Entries taken from a collection:

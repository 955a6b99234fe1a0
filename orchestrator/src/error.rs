use std::time::Duration;

use shared_types::JobStatus;

/// Fatal conditions of one exploration run.
///
/// Every variant ends the run through the pipeline's failure handler.
/// Artifact problems are not represented here: they are logged and dropped.
#[derive(Debug, thiserror::Error)]
pub enum PipelineError {
    #[error("{0}")]
    Validation(String),
    #[error("{0}")]
    NotFound(String),
    #[error("failed to start job: {0}")]
    Lifecycle(String),
    #[error("failed to create scratch workspace: {0}")]
    Workspace(String),
    #[error("agent subprocess failed: {0}")]
    ProcessFailure(String),
    #[error("failed to read agent result: {0}")]
    DecodeFailure(String),
    #[error("{0}")]
    Persistence(String),
    #[error("stopped by user")]
    Cancelled,
    #[error("exploration timed out after {0:?}")]
    TimedOut(Duration),
}

impl PipelineError {
    /// Terminal status a job takes when its run ends with this error.
    pub fn terminal_status(&self) -> JobStatus {
        match self {
            PipelineError::Cancelled => JobStatus::Stopped,
            _ => JobStatus::Failed,
        }
    }
}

▶ Work to be completed
Where a line above contains the string "exploration", copy that line.

▶ Written response
/// Fatal conditions of one exploration run.
    #[error("exploration timed out after {0:?}")]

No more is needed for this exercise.